— What you are asked to do —
Lines below starting with the line with "offset while spinning." and going on through the line with "let planned = reconcile(&result, &mut" must be output exactly; the rest of the records must be left out.

— The data —
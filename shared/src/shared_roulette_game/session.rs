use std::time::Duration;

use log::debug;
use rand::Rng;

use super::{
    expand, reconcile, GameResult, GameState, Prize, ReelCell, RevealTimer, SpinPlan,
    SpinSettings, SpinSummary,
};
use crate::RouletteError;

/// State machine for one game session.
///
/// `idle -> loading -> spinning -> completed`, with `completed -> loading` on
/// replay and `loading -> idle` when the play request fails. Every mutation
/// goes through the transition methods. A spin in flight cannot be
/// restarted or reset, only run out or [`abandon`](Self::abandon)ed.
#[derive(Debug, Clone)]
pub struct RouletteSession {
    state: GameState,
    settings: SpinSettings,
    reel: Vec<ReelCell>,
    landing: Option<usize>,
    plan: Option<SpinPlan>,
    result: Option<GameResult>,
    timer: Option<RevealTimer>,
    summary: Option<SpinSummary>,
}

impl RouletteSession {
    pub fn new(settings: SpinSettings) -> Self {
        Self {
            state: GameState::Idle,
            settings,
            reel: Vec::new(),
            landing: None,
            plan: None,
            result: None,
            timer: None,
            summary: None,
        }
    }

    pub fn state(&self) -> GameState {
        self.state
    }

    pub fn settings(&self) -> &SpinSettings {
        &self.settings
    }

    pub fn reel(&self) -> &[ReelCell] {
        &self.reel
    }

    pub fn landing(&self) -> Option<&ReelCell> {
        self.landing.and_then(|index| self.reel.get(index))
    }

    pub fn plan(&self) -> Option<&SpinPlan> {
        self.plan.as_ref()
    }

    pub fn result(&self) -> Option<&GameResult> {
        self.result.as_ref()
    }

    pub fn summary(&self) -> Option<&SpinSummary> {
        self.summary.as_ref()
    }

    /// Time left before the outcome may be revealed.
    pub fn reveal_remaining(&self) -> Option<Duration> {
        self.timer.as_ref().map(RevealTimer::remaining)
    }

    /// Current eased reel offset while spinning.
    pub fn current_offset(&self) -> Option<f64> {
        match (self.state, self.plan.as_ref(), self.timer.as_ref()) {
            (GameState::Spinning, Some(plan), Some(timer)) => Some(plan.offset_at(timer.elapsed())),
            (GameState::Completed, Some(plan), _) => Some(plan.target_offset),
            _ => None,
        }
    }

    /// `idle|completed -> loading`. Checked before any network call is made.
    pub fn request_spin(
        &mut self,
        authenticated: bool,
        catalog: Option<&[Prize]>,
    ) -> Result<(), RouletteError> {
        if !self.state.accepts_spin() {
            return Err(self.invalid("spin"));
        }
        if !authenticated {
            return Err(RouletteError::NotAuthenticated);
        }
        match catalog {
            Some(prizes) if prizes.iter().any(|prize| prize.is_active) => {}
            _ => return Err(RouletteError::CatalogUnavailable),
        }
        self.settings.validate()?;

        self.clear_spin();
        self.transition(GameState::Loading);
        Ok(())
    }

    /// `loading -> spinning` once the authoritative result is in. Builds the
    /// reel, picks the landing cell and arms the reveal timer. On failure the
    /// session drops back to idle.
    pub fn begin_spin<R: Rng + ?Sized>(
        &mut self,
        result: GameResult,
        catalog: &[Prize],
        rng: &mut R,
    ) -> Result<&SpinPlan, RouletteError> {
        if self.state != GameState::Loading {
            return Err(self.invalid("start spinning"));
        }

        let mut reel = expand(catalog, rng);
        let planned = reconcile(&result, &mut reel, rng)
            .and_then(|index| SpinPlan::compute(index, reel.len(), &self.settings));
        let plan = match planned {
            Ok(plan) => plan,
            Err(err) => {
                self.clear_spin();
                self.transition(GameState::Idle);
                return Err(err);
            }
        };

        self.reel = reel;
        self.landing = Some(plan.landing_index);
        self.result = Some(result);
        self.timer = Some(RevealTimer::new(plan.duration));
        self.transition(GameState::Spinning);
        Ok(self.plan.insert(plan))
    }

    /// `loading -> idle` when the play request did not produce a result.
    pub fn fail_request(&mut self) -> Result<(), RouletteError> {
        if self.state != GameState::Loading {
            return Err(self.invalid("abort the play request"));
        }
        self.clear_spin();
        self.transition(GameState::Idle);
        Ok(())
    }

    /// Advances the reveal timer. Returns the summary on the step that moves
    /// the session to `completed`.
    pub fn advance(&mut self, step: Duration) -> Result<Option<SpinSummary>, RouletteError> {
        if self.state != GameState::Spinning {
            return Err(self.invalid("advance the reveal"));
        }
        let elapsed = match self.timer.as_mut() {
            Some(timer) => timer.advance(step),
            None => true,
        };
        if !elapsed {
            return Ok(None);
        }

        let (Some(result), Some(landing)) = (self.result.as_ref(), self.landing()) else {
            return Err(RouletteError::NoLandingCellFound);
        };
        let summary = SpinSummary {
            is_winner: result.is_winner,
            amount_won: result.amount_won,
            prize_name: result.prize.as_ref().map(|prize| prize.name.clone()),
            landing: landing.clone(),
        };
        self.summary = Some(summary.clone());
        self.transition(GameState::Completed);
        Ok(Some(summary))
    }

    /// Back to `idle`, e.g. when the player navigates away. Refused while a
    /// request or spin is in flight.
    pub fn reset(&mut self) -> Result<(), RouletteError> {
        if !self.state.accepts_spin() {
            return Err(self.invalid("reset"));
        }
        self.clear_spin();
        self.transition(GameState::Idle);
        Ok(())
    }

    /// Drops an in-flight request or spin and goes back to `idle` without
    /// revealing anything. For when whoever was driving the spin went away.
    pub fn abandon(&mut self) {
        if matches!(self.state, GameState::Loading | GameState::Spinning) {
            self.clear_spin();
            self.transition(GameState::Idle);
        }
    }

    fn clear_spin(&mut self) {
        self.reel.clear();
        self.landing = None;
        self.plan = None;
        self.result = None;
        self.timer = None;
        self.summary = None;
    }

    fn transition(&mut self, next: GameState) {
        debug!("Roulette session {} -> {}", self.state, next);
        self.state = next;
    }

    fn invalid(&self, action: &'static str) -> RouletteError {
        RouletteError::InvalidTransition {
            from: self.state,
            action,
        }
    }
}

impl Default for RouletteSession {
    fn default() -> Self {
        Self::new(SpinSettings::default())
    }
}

==

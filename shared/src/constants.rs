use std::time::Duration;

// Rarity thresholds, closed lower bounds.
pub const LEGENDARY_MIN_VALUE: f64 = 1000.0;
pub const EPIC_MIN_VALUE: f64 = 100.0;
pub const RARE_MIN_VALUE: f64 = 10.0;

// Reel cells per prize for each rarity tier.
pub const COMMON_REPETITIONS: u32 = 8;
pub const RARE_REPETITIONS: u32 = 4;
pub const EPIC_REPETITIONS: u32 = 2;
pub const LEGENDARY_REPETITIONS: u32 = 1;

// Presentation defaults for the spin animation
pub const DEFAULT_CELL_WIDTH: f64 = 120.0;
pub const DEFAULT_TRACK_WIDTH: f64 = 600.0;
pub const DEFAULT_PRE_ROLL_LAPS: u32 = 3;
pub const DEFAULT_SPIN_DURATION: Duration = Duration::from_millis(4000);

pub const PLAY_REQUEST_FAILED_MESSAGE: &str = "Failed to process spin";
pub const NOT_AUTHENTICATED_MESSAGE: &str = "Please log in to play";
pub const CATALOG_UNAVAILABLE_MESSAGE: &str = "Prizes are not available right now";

---

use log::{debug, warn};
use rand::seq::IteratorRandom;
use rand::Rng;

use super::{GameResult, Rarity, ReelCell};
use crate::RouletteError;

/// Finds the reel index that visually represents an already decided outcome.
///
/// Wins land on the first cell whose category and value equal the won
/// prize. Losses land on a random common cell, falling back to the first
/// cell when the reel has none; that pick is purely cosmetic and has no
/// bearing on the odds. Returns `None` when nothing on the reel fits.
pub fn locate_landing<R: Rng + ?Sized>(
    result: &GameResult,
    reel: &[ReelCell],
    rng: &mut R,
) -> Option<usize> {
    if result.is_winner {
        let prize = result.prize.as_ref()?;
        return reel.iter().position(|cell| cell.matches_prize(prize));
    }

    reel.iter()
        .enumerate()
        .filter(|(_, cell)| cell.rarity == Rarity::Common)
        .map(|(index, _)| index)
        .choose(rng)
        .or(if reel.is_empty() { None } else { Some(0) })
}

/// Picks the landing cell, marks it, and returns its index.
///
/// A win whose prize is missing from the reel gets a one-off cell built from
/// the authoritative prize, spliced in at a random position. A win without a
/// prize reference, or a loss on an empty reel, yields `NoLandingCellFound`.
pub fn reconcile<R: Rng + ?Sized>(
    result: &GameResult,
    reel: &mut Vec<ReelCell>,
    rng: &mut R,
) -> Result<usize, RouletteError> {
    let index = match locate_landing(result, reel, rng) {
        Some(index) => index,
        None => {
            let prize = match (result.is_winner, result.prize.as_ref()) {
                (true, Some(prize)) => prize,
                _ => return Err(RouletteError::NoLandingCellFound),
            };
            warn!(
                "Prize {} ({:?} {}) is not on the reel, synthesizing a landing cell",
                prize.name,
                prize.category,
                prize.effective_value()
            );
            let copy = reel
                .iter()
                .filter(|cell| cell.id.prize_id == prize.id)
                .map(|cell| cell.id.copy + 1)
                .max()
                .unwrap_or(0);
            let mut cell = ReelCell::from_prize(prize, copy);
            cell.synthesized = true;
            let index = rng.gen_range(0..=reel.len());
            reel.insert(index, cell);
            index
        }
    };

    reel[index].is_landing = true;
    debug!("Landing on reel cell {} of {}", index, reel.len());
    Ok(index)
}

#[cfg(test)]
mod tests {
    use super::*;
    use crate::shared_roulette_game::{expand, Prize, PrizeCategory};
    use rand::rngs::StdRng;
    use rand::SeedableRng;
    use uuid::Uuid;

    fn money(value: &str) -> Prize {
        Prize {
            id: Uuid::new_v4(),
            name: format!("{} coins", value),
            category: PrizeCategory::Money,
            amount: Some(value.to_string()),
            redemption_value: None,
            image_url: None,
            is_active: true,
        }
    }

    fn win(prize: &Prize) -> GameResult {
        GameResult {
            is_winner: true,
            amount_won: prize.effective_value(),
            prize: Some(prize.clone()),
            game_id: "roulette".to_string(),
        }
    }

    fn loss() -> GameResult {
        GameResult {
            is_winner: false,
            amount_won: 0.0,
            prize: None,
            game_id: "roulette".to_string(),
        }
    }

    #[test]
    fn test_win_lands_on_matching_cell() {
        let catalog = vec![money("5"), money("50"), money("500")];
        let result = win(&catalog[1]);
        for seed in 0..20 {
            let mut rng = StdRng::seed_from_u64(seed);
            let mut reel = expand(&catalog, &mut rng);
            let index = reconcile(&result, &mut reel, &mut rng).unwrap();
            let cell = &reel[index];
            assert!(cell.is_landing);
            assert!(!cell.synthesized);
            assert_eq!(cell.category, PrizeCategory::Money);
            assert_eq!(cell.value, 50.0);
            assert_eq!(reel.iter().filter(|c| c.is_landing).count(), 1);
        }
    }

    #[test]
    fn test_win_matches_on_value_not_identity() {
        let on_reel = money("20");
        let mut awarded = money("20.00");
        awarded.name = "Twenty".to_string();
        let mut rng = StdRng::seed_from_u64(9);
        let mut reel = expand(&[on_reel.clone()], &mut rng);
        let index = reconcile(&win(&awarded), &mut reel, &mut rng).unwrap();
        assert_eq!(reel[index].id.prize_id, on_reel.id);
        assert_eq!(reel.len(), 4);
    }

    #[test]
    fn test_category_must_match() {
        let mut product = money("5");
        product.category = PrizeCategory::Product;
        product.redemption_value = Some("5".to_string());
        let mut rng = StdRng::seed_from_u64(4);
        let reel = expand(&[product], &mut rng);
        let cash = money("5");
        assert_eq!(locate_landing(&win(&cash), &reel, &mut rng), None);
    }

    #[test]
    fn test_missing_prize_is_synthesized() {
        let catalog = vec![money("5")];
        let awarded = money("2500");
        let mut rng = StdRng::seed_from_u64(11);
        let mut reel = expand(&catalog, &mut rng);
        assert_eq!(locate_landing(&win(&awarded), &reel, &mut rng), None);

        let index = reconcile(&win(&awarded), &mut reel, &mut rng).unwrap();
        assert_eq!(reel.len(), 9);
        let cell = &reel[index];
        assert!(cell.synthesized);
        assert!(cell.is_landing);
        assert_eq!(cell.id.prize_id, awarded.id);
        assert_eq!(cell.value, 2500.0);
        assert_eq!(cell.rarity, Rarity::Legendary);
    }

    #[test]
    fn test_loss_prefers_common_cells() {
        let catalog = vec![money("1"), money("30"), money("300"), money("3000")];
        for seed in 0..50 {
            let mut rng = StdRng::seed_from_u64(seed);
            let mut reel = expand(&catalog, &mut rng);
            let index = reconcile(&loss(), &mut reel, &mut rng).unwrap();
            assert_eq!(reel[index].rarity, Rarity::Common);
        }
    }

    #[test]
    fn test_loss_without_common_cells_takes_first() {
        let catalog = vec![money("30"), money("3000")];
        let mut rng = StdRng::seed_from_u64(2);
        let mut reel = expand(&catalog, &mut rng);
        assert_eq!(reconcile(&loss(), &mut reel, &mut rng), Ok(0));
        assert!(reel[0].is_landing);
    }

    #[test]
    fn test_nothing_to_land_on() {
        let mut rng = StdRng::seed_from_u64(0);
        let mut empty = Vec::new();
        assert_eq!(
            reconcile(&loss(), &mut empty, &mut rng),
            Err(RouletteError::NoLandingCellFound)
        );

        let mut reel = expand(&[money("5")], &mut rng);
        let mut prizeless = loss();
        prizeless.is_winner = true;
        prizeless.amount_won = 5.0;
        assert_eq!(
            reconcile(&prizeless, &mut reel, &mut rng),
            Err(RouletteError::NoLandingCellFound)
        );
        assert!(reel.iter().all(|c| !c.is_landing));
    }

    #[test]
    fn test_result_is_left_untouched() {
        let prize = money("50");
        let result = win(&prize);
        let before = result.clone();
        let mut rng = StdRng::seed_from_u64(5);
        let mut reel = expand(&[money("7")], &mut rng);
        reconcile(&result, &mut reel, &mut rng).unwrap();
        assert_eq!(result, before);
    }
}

— Task response —
    /// Current eased reel offset while spinning.
    pub fn current_offset(&self) -> Option<f64> {
        match (self.state, self.plan.as_ref(), self.timer.as_ref()) {
            (GameState::Spinning, Some(plan), Some(timer)) => Some(plan.offset_at(timer.elapsed())),
            (GameState::Completed, Some(plan), _) => Some(plan.target_offset),
            _ => None,
        }
    }

    /// `idle|completed -> loading`. Checked before any network call is made.
    pub fn request_spin(
        &mut self,
        authenticated: bool,
        catalog: Option<&[Prize]>,
    ) -> Result<(), RouletteError> {
        if !self.state.accepts_spin() {
            return Err(self.invalid("spin"));
        }
        if !authenticated {
            return Err(RouletteError::NotAuthenticated);
        }
        match catalog {
            Some(prizes) if prizes.iter().any(|prize| prize.is_active) => {}
            _ => return Err(RouletteError::CatalogUnavailable),
        }
        self.settings.validate()?;

        self.clear_spin();
        self.transition(GameState::Loading);
        Ok(())
    }

    /// `loading -> spinning` once the authoritative result is in. Builds the
    /// reel, picks the landing cell and arms the reveal timer. On failure the
    /// session drops back to idle.
    pub fn begin_spin<R: Rng + ?Sized>(
        &mut self,
        result: GameResult,
        catalog: &[Prize],
        rng: &mut R,
    ) -> Result<&SpinPlan, RouletteError> {
        if self.state != GameState::Loading {
            return Err(self.invalid("start spinning"));
        }

        let mut reel = expand(catalog, rng);
        let planned = reconcile(&result, &mut reel, rng)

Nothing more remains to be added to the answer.